Local communities of women religious have been working together in other ways for some time.
“All of the groups of Northwest religious have become collaborative,” Sister Peg said. “Many of us were educated together through the same sister formation program in the ’50s. As Vatican II moved on, we continued our collaboration in ministry.”
Beginning in the late 1980s, they also began developing some intercommunity projects together, doing together what none of them could do alone, Sister Peg explained. Out of that collaboration came the Intercommunity Peace and Justice Center and Mercy Housing Northwest.
Celebrating the covenant
To honor the covenant, Archbishop J. Peter Sartain celebrated Mass October 21 at Providence Mount St. Vincent, a senior care community in West Seattle that is operated by Providence. That way sisters living at the nearby St. Joseph Residence could attend or watch a livestream, Sister Sharon said.
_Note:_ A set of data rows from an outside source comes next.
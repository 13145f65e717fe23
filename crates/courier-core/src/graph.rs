use crate::geometry::Point;
use crate::id::NodeId;
use crate::merge;
use crate::path::{Path, find_path};
use crate::road::Road;
use serde::{Deserialize, Serialize};

// ---------------------------------------------------------------------------
// Core data structures
// ---------------------------------------------------------------------------

/// A graph node: a snapped location shared by every road endpoint (and
/// anchor) that merged into it.
#[derive(Debug, Clone, Copy, PartialEq, Serialize, Deserialize)]
pub struct Node {
    pub id: NodeId,
    pub position: Point,
}

/// One direction of an undirected road edge.
#[derive(Debug, Clone, Copy, PartialEq, Serialize, Deserialize)]
pub struct Edge {
    /// Neighbor on the far side of the road.
    pub to: NodeId,
    /// Euclidean distance between the two merged node positions.
    pub distance: f64,
}

// ---------------------------------------------------------------------------
// RoadGraph
// ---------------------------------------------------------------------------

/// The road graph for a single tick: a node arena plus adjacency lists.
///
/// Node ids are indices into `nodes`, and `adjacency[i]` holds the edges
/// leaving node `i`. Every node has an adjacency entry, possibly empty. Each
/// road contributes one symmetric pair of edges, appended in road order, so
/// neighbor order reflects drawing order.
///
/// The graph is never patched in place. Build a fresh one from the current
/// road list whenever it is needed.
#[derive(Debug, Clone, Serialize, Deserialize)]
pub struct RoadGraph {
    nodes: Vec<Node>,
    adjacency: Vec<Vec<Edge>>,
    origin: NodeId,
    destination: NodeId,
    road_count: usize,
}

impl RoadGraph {
    /// Build the graph for `roads` with the two anchors registered first.
    ///
    /// Registration order is: origin, destination, then each road's start
    /// and end in insertion order. A position within `snap_threshold` of an
    /// earlier node resolves to that node.
    ///
    /// # Examples
    ///
    /// ```
    /// use courier_core::geometry::Point;
    /// use courier_core::graph::RoadGraph;
    /// use courier_core::merge::SNAP_DISTANCE;
    /// use courier_core::road::Road;
    ///
    /// let origin = Point::new(0.0, 0.0);
    /// let destination = Point::new(100.0, 0.0);
    /// let roads = [Road::new(Point::new(2.0, 1.0), Point::new(98.0, 0.0))];
    ///
    /// let graph = RoadGraph::build(&roads, origin, destination, SNAP_DISTANCE);
    /// assert_eq!(graph.node_count(), 2);
    /// assert_eq!(graph.neighbors(graph.origin())[0].to, graph.destination());
    /// ```
    pub fn build(roads: &[Road], origin: Point, destination: Point, snap_threshold: f64) -> Self {
        let mut nodes = Vec::with_capacity(roads.len() * 2 + 2);
        let origin_id = merge::find_or_insert(&mut nodes, origin, snap_threshold);
        let destination_id = merge::find_or_insert(&mut nodes, destination, snap_threshold);

        let mut graph = Self {
            nodes,
            adjacency: Vec::new(),
            origin: origin_id,
            destination: destination_id,
            road_count: 0,
        };
        graph.sync_adjacency();

        for road in roads {
            let a = merge::find_or_insert(&mut graph.nodes, road.start, snap_threshold);
            let b = merge::find_or_insert(&mut graph.nodes, road.end, snap_threshold);
            graph.sync_adjacency();
            graph.connect(a, b);
        }

        graph
    }

    /// Give every node registered so far an adjacency entry.
    fn sync_adjacency(&mut self) {
        self.adjacency.resize_with(self.nodes.len(), Vec::new);
    }

    /// Add the symmetric edge pair for one road.
    fn connect(&mut self, a: NodeId, b: NodeId) {
        let distance = self.nodes[a.index()]
            .position
            .distance(&self.nodes[b.index()].position);
        self.adjacency[a.index()].push(Edge { to: b, distance });
        self.adjacency[b.index()].push(Edge { to: a, distance });
        self.road_count += 1;
    }

    // -----------------------------------------------------------------------
    // Queries
    // -----------------------------------------------------------------------

    /// Node the origin anchor resolved to.
    pub fn origin(&self) -> NodeId {
        self.origin
    }

    /// Node the destination anchor resolved to. Equal to [`origin`](Self::origin)
    /// when the anchors lie within the snap threshold of each other.
    pub fn destination(&self) -> NodeId {
        self.destination
    }

    pub fn node_count(&self) -> usize {
        self.nodes.len()
    }

    /// Number of undirected edges, which is the number of roads built in.
    pub fn edge_count(&self) -> usize {
        self.road_count
    }

    pub fn nodes(&self) -> &[Node] {
        &self.nodes
    }

    pub fn node(&self, id: NodeId) -> Option<&Node> {
        self.nodes.get(id.index())
    }

    pub fn position(&self, id: NodeId) -> Option<Point> {
        self.node(id).map(|node| node.position)
    }

    /// Edges leaving `id` in insertion order. Empty for unknown ids.
    pub fn neighbors(&self, id: NodeId) -> &[Edge] {
        self.adjacency
            .get(id.index())
            .map(Vec::as_slice)
            .unwrap_or(&[])
    }

    /// Search for a route from the origin node to the destination node.
    pub fn route(&self) -> Option<Path> {
        find_path(self, self.origin, self.destination)
    }
}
Wheat stalks were displayed at a Mass on October 21 celebrating a covenant being formed between the Sisters of Providence and the Tacoma Dominican Sisters. The wheat symbolizes the Dominican sisters’ founding in 1888 in the midst of the wheat fields of Pomeroy, in what was then Washington Territory. Photo: Providence Sister Felma Cerezo
“Archbishop Sartain has been a good friend to us in all of his support of the leadership of women’s religious conference,” Sister Peg said. “He’s been gracious [and] a good listener. Even though our commissary will be appointed by Rome, we always respect Archbishop Sartain in his approval of all of this.”
The date honoring the covenant held special significance for the Dominican sisters: October 24 was the day their foundresses arrived in Pomeroy in 1888. “We will celebrate this year on the 21st,” Sister Sharon said. “That’s significant because we are bringing this covenant to a new level.”
The Mass was a time to come together and “be expressive of who we are and who we are together,” Sister Judith said. “This is God’s call for both our communities at this time.”
Going forward, the sisters say they expect there will be a few challenges in learning how to work together.
“I’m sure there are going to be some rough spots, since we’re only human,” Sister Kay said, “but we’ve worked hard to involve all of our sisters, benefactors and supporters” in the process.
“I’ve been 67 years at this,” she added. “It seems you just keep going and you try to listen to the Spirit. Both communities have been attentive to what God is telling us.”